A crise de 1967, quando sua popularidade atingiu o ponto mais baixo, revelou outra faceta de sua arte negociadora. Em vez de se trancar no palácio ou recorrer a medidas autoritárias, Frei multiplicou seus encontros presenciais: visitou fábricas em conflito, dialogou com estudantes rebeldes em suas próprias universidades, recebeu dirigentes comunitários em audiências maratonas. Essa “diplomacia presidencial direta”, exaustiva fisicamente mas politicamente rentável, permitiu-lhe reconectar-se com as bases sociais que começavam a duvidar de sua “revolução em liberdade”.

Os limites de seu método surgiram quando a polarização social superou a capacidade dos mecanismos de diálogo. Nos últimos meses de governo, confessou a pessoas próximas que sentia “o cansaço de tanto consenso”, uma frase que encapsulava a paradoxo central de sua liderança: havia demonstrado que era possível governar por meio do acordo, mas ao mesmo tempo subestimara as forças históricas que exigiam mudanças mais rápidas e radicais.
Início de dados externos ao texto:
use serde::{Deserialize, Serialize};
use std::collections::HashSet;
use std::io::ErrorKind;
use std::path::Path;
use tracing::{debug, info, warn};

use crate::config::BlankLinePolicy;
use crate::error::{Result, SalinError};

/// One source sentence and its aligned reference translation.
#[derive(Debug, Clone, PartialEq, Eq, Serialize, Deserialize)]
pub struct BilingualPair {
    pub id: usize,
    pub source_text: String,
    pub target_text: String,
}

/// Cleaned, id-numbered pairs read from two line-aligned files.
#[derive(Debug, Clone, Default, PartialEq, Eq, Serialize, Deserialize)]
pub struct Corpus {
    pub pairs: Vec<BilingualPair>,
}

impl Corpus {
    pub fn len(&self) -> usize {
        self.pairs.len()
    }

    pub fn is_empty(&self) -> bool {
        self.pairs.is_empty()
    }

    pub fn sources(&self) -> Vec<String> {
        self.pairs.iter().map(|p| p.source_text.clone()).collect()
    }

    pub fn references(&self) -> Vec<String> {
        self.pairs.iter().map(|p| p.target_text.clone()).collect()
    }

    /// Read both files and clean them into a corpus
    pub async fn read_parallel<P: AsRef<Path>>(
        source_path: P,
        target_path: P,
        policy: BlankLinePolicy,
    ) -> Result<Self> {
        let source_path = source_path.as_ref();
        let target_path = target_path.as_ref();
        info!(
            "Reading parallel corpus: {} / {}",
            source_path.display(),
            target_path.display()
        );

        let source = read_lines(source_path).await?;
        let target = read_lines(target_path).await?;

        Preprocessor::new(policy).clean(source, target)
    }
}

/// Cleans raw line-aligned bilingual text.
pub struct Preprocessor {
    policy: BlankLinePolicy,
}

impl Preprocessor {
    pub fn new(policy: BlankLinePolicy) -> Self {
        Self { policy }
    }

    /// Strip newlines, drop blank lines and untranslated pairs, then number the survivors.
    pub fn clean(&self, source: Vec<String>, target: Vec<String>) -> Result<Corpus> {
        let raw_count = (source.len(), target.len());

        let source: Vec<String> = source.into_iter().map(strip_newline).collect();
        let target: Vec<String> = target.into_iter().map(strip_newline).collect();

        let (source, target): (Vec<String>, Vec<String>) = match self.policy {
            BlankLinePolicy::Paired => {
                // Files may differ only by trailing blank lines
                let (source, target) = if source.len() != target.len() {
                    (trim_trailing_blank(source), trim_trailing_blank(target))
                } else {
                    (source, target)
                };
                ensure_aligned(&source, &target)?;
                source
                    .into_iter()
                    .zip(target)
                    .filter(|(s, t)| !s.is_empty() && !t.is_empty())
                    .unzip()
            }
            BlankLinePolicy::Independent => (
                source.into_iter().filter(|s| !s.is_empty()).collect(),
                target.into_iter().filter(|t| !t.is_empty()).collect(),
            ),
        };

        ensure_aligned(&source, &target)?;

        // Sentences left untranslated in the target file
        let identical: HashSet<usize> = source
            .iter()
            .zip(&target)
            .enumerate()
            .filter(|(_, (s, t))| s == t)
            .map(|(i, _)| i)
            .collect();

        if !identical.is_empty() {
            debug!("Dropping {} self-identical pairs", identical.len());
        }

        let source: Vec<String> = source
            .into_iter()
            .enumerate()
            .filter(|(i, _)| !identical.contains(i))
            .map(|(_, s)| s)
            .collect();
        let target: Vec<String> = target
            .into_iter()
            .enumerate()
            .filter(|(i, _)| !identical.contains(i))
            .map(|(_, t)| t)
            .collect();

        ensure_aligned(&source, &target)?;

        let pairs: Vec<BilingualPair> = source
            .into_iter()
            .zip(target)
            .enumerate()
            .map(|(id, (source_text, target_text))| BilingualPair {
                id,
                source_text,
                target_text,
            })
            .collect();

        info!(
            "Cleaned corpus: {} pairs kept from {}/{} raw lines",
            pairs.len(),
            raw_count.0,
            raw_count.1
        );

        Ok(Corpus { pairs })
    }
}

fn strip_newline(line: String) -> String {
    if line.contains(['\n', '\r']) {
        line.replace(['\n', '\r'], "")
    } else {
        line
    }
}

fn trim_trailing_blank(mut lines: Vec<String>) -> Vec<String> {
    while lines.last().is_some_and(|l| l.is_empty()) {
        lines.pop();
    }
    lines
}

fn ensure_aligned(source: &[String], target: &[String]) -> Result<()> {
    if source.len() != target.len() {
        return Err(SalinError::Alignment {
            source_lines: source.len(),
            target_lines: target.len(),
        });
    }
    Ok(())
}

async fn read_lines(path: &Path) -> Result<Vec<String>> {
    let content = read_existing(path).await?;
    Ok(content.lines().map(str::to_string).collect())
}

/// Read a file, reporting a missing one as `MissingArtifact`
pub(crate) async fn read_existing(path: &Path) -> Result<String> {
    match tokio::fs::read_to_string(path).await {
        Ok(content) => Ok(content),
        Err(e) if e.kind() == ErrorKind::NotFound => {
            Err(SalinError::MissingArtifact(path.display().to_string()))
        }
        Err(e) => Err(e.into()),
    }
}

/// Write source sentences one per line, each followed by a blank separator line
pub async fn write_text_dump<P: AsRef<Path>>(sentences: &[String], path: P) -> Result<()> {
    let path = path.as_ref();
    let mut content = String::new();
    for sentence in sentences {
        content.push_str(sentence);
        content.push_str("\n\n");
    }
    tokio::fs::write(path, content).await?;
    info!("Wrote {} sentences to {}", sentences.len(), path.display());
    Ok(())
}

/// Read a predictions file, either one per line or in the dump layout.
///
/// A file with an even number of lines whose every second line is blank is read
/// as a dump and its separator lines are dropped. Any other file keeps every line,
/// so blank lines stand for empty predictions.
pub async fn load_predictions<P: AsRef<Path>>(path: P) -> Result<Vec<String>> {
    let path = path.as_ref();
    let lines: Vec<String> = read_lines(path).await?.into_iter().map(strip_newline).collect();

    let dump_shaped = !lines.is_empty()
        && lines.len() % 2 == 0
        && lines.iter().skip(1).step_by(2).all(|l| l.trim().is_empty());
    let predictions: Vec<String> = if dump_shaped {
        lines.into_iter().step_by(2).collect()
    } else {
        lines
    };
    if predictions.is_empty() {
        warn!("Predictions file {} is empty", path.display());
    }
    Ok(predictions)
}

#[cfg(test)]
mod tests {
    use super::*;
    use assert_fs::prelude::*;

    fn lines(items: &[&str]) -> Vec<String> {
        items.iter().map(|s| s.to_string()).collect()
    }

    #[test]
    fn test_drops_identical_and_blank_lines() {
        let source = lines(&["Kumain ako.", "Kumain ako.", ""]);
        let target = lines(&["I ate.", "Kumain ako.", ""]);

        let corpus = Preprocessor::new(BlankLinePolicy::Paired).clean(source, target).unwrap();

        assert_eq!(
            corpus.pairs,
            vec![BilingualPair {
                id: 0,
                source_text: "Kumain ako.".to_string(),
                target_text: "I ate.".to_string(),
            }]
        );
    }

    #[test]
    fn test_independent_policy_matches_on_scenario() {
        let source = lines(&["Kumain ako.", "Kumain ako.", ""]);
        let target = lines(&["I ate.", "Kumain ako.", ""]);

        let corpus = Preprocessor::new(BlankLinePolicy::Independent)
            .clean(source, target)
            .unwrap();

        assert_eq!(corpus.len(), 1);
        assert_eq!(corpus.pairs[0].target_text, "I ate.");
    }

    #[test]
    fn test_paired_policy_keeps_alignment_with_uneven_blanks() {
        let source = lines(&["Salamat.", "", "Oo."]);
        let target = lines(&["Thanks.", "Hello.", "Yes."]);

        let corpus = Preprocessor::new(BlankLinePolicy::Paired).clean(source, target).unwrap();

        assert_eq!(corpus.len(), 2);
        assert_eq!(corpus.pairs[1].source_text, "Oo.");
        assert_eq!(corpus.pairs[1].target_text, "Yes.");
        assert_eq!(corpus.pairs[1].id, 1);
    }

    #[test]
    fn test_independent_policy_fails_on_uneven_blanks() {
        let source = lines(&["Salamat.", "", "Oo."]);
        let target = lines(&["Thanks.", "Hello.", "Yes."]);

        let result = Preprocessor::new(BlankLinePolicy::Independent).clean(source, target);

        assert!(matches!(
            result,
            Err(SalinError::Alignment { source_lines: 2, target_lines: 3 })
        ));
    }

    #[test]
    fn test_paired_policy_rejects_unequal_raw_files() {
        let result = Preprocessor::new(BlankLinePolicy::Paired)
            .clean(lines(&["a", "b"]), lines(&["x"]));
        assert!(matches!(result, Err(SalinError::Alignment { .. })));
    }

    #[test]
    fn test_cleaned_pairs_are_never_identical_or_empty() {
        let source = lines(&["a", "b", "", "c", "d\r", "e"]);
        let target = lines(&["a", "B", "", "C", "d", ""]);

        let corpus = Preprocessor::new(BlankLinePolicy::Paired).clean(source, target).unwrap();

        for (i, pair) in corpus.pairs.iter().enumerate() {
            assert_eq!(pair.id, i);
            assert_ne!(pair.source_text, pair.target_text);
            assert!(!pair.source_text.is_empty());
            assert!(!pair.target_text.is_empty());
        }
        assert_eq!(corpus.len(), 2);
    }

    #[tokio::test]
    async fn test_read_parallel_from_files() {
        let dir = assert_fs::TempDir::new().unwrap();
        let source = dir.child("train.tg");
        let target = dir.child("train.en");
        source.write_str("Kumain ako.\nKumain ako.\n\nSalamat po.\n").unwrap();
        target.write_str("I ate.\nKumain ako.\n\nThank you.\n").unwrap();

        let corpus = Corpus::read_parallel(source.path(), target.path(), BlankLinePolicy::Paired)
            .await
            .unwrap();

        assert_eq!(corpus.sources(), lines(&["Kumain ako.", "Salamat po."]));
        assert_eq!(corpus.references(), lines(&["I ate.", "Thank you."]));
    }

    #[tokio::test]
    async fn test_missing_corpus_file() {
        let dir = assert_fs::TempDir::new().unwrap();
        let missing = dir.path().join("missing.tg");

        let result = Corpus::read_parallel(&missing, &missing, BlankLinePolicy::Paired).await;

        assert!(matches!(result, Err(SalinError::MissingArtifact(_))));
    }

    #[test]
    fn test_paired_policy_ignores_trailing_blank_lines() {
        let source = lines(&["a", "b", ""]);
        let target = lines(&["x", "y"]);

        let corpus = Preprocessor::new(BlankLinePolicy::Paired).clean(source, target).unwrap();

        assert_eq!(corpus.references(), lines(&["x", "y"]));
    }

    #[tokio::test]
    async fn test_dump_keeps_empty_predictions() {
        let dir = assert_fs::TempDir::new().unwrap();
        let dump = dir.child("predictions.txt");
        let predictions = lines(&["I ate.", "", "Yes."]);

        write_text_dump(&predictions, dump.path()).await.unwrap();
        let loaded = load_predictions(dump.path()).await.unwrap();

        assert_eq!(loaded, predictions);
    }

    #[tokio::test]
    async fn test_plain_predictions_keep_blank_lines() {
        let dir = assert_fs::TempDir::new().unwrap();
        let file = dir.child("predictions.txt");
        file.write_str("I ate.\n\nYes.\n").unwrap();

        let loaded = load_predictions(file.path()).await.unwrap();

        assert_eq!(loaded, lines(&["I ate.", "", "Yes."]));
    }

    #[tokio::test]
    async fn test_dump_then_load_predictions() {
        let dir = assert_fs::TempDir::new().unwrap();
        let dump = dir.child("test_sources.txt");
        let sentences = lines(&["Kumain ako.", "Salamat po."]);

        write_text_dump(&sentences, dump.path()).await.unwrap();
        dump.assert("Kumain ako.\n\nSalamat po.\n\n");

        let loaded = load_predictions(dump.path()).await.unwrap();
        assert_eq!(loaded, sentences);
    }
}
Hoje, ao observarmos a crise dos sistemas representativos na América Latina, o estilo de negociação política de Frei ganha nova atualidade. Sua convicção de que “a democracia é uma construção paciente, mas não passiva” ressoa com especial força em tempos de instantaneidade digital e polarização emocional. Talvez seu maior legado seja ter demonstrado que, entre a submissão ao status quo e a ruptura revolucionária, existe um terceiro caminho: o da transformação negociada — tão difícil quanto necessária.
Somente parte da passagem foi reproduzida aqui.